(Source records)

* * * * * * * * *

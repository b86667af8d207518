use clap::Parser;
use std::sync::Arc;
use tickpilot::config::Settings;
use tickpilot::execution::StdRandom;
use tickpilot::feed::WsConnector;
use tickpilot::session::{SessionHandle, SessionSnapshot, TradingSession};
use tickpilot::Result;
use tokio::io::{AsyncBufReadExt, BufReader};
use tokio::time::{interval, Duration, MissedTickBehavior};
use tracing_subscriber::EnvFilter;

const STATUS_INTERVAL_SECS: u64 = 30;

#[derive(Parser, Debug)]
#[command(name = "tickpilot", about = "Live market monitor with a simulated auto-trader")]
struct Cli {
    /// Market to stream, e.g. KRW-BTC
    #[arg(long)]
    symbol: Option<String>,

    /// Start with auto-trading armed
    #[arg(long)]
    armed: bool,

    /// Settings file (TOML, extension optional)
    #[arg(long)]
    config: Option<String>,
}

// ============================================================================
// Operator Commands
// ============================================================================

#[derive(Debug, PartialEq)]
enum Command {
    Arm,
    Disarm,
    Toggle,
    Switch(String),
    Status,
    Quit,
}

fn parse_command(line: &str) -> Option<Command> {
    let mut parts = line.split_whitespace();
    let command = match parts.next()?.to_ascii_lowercase().as_str() {
        "arm" | "start" => Command::Arm,
        "disarm" | "stop" => Command::Disarm,
        "toggle" => Command::Toggle,
        "switch" => Command::Switch(parts.next()?.to_string()),
        "status" => Command::Status,
        "quit" | "exit" => Command::Quit,
        _ => return None,
    };
    Some(command)
}

#[tokio::main]
async fn main() -> Result<()> {
    dotenvy::dotenv().ok();
    let cli = Cli::parse();

    let mut settings = Settings::load(cli.config.as_deref())?;
    if let Some(symbol) = cli.symbol {
        settings.symbol = symbol;
        settings.validate()?;
    }

    setup_logging(&settings.log_filter);

    tracing::info!("🚀 tickpilot starting");
    tracing::info!("  Market: {}", settings.symbol);
    tracing::info!("  Feed: {}", settings.feed_url);
    tracing::info!("  Initial Balance: {:.0}", settings.initial_balance);
    tracing::info!(
        "  Coin Metadata: {}",
        if settings.metadata_enabled { "on" } else { "off" }
    );

    let session = TradingSession::from_settings(
        &settings,
        Arc::new(WsConnector),
        Box::new(StdRandom::from_entropy()),
    )?;
    let handle = session.start().await;

    if cli.armed {
        handle.set_armed(true).await?;
    }

    tracing::info!("Commands: arm | disarm | toggle | switch <MARKET> | status | quit");

    let mut lines = BufReader::new(tokio::io::stdin()).lines();
    let mut status_ticker = interval(Duration::from_secs(STATUS_INTERVAL_SECS));
    status_ticker.set_missed_tick_behavior(MissedTickBehavior::Delay);

    loop {
        tokio::select! {
            _ = tokio::signal::ctrl_c() => {
                tracing::info!("⚠️  Received Ctrl+C, shutting down...");
                break;
            }
            _ = status_ticker.tick() => log_status(&handle.snapshot()),
            line = lines.next_line() => match line {
                Ok(Some(line)) => {
                    if !handle_line(&handle, &line).await {
                        break;
                    }
                }
                // stdin closed: keep streaming until Ctrl+C
                Ok(None) => {
                    tokio::signal::ctrl_c().await?;
                    break;
                }
                Err(e) => {
                    tracing::error!("Failed to read stdin: {}", e);
                    break;
                }
            },
        }
    }

    let final_snapshot = handle.snapshot();
    handle.stop().await?;
    print_status(&final_snapshot);

    tracing::info!("👋 tickpilot stopped");
    Ok(())
}

/// Apply one operator line. Returns false when the operator asked to quit.
async fn handle_line(handle: &SessionHandle, line: &str) -> bool {
    if line.trim().is_empty() {
        return true;
    }

    let Some(command) = parse_command(line) else {
        println!("Unknown command: {}", line.trim());
        return true;
    };

    let result = match command {
        Command::Arm => handle.set_armed(true).await.map(report_armed),
        Command::Disarm => handle.set_armed(false).await.map(report_armed),
        Command::Toggle => handle.toggle_armed().await.map(report_armed),
        Command::Switch(code) => handle.switch_symbol(&code).await,
        Command::Status => {
            print_status(&handle.snapshot());
            Ok(())
        }
        Command::Quit => return false,
    };

    if let Err(e) = result {
        tracing::warn!("Command failed: {}", e);
    }
    true
}

fn report_armed(armed: bool) {
    println!("Auto-trading {}", if armed { "ARMED" } else { "DISARMED" });
}

fn setup_logging(filter: &str) {
    let env_filter =
        EnvFilter::try_from_default_env().unwrap_or_else(|_| EnvFilter::new(filter));
    tracing_subscriber::fmt().with_env_filter(env_filter).init();
}

fn log_status(snapshot: &SessionSnapshot) {
    tracing::info!(
        symbol = %snapshot.symbol,
        connection = ?snapshot.connection,
        price = ?snapshot.last_price(),
        rsi = %format!("{:.2}", snapshot.indicator),
        armed = snapshot.armed,
        long = snapshot.position.is_long(),
        equity = %format!("{:.0}", snapshot.wallet.equity),
        "Session status"
    );
}

fn print_status(snapshot: &SessionSnapshot) {
    println!("\n=== {} ({:?}) ===", snapshot.symbol, snapshot.connection);

    match &snapshot.ticker {
        Some(ticker) => println!(
            "  Price:     {:.2} ({:+.2}%, {:?})  H {:.2} / L {:.2}  Vol24h {:.2}",
            ticker.price,
            ticker.percent_change,
            ticker.direction,
            ticker.high,
            ticker.low,
            ticker.volume_24h
        ),
        None => println!("  Price:     waiting for data"),
    }

    if let Some(book) = &snapshot.order_book {
        println!(
            "  Book:      bid {:.1}% / ask {:.1}%",
            book.bid_ratio(),
            book.ask_ratio()
        );
    }
    if let Some(trade) = snapshot.trades.first() {
        println!(
            "  Last Fill: {:?} {:.4} @ {:.2}",
            trade.side, trade.size, trade.price
        );
    }

    println!(
        "  RSI(14):   {:.2} ({} / 14 samples)",
        snapshot.indicator, snapshot.window_len
    );
    println!(
        "  Trading:   {}  position {}",
        if snapshot.armed { "ARMED" } else { "idle" },
        match snapshot.position.entry_price() {
            Some(entry) => format!("LONG {:.6} @ {:.2}", snapshot.position.holdings(), entry),
            None => "FLAT".to_string(),
        }
    );
    println!(
        "  Wallet:    balance {:.0}  equity {:.0}  PnL {:+.0} ({:+.3}%)",
        snapshot.wallet.balance,
        snapshot.wallet.equity,
        snapshot.wallet.realized_pnl,
        snapshot.wallet.pnl_pct
    );
    if let Some(image) = &snapshot.coin_image {
        println!("  Logo:      {}", image);
    }

    for entry in snapshot.trade_log.iter().rev().take(5) {
        println!(
            "  [{}] {:?}: {}",
            entry.timestamp.format("%H:%M:%S"),
            entry.kind,
            entry.message
        );
    }
    println!();
}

* * * * * * * * *

▸ Work request
Every line that holds the string "image" must be copied from the records above.

▸ Solution to this exercise
    if let Some(image) = &snapshot.coin_image {
        println!("  Logo:      {}", image);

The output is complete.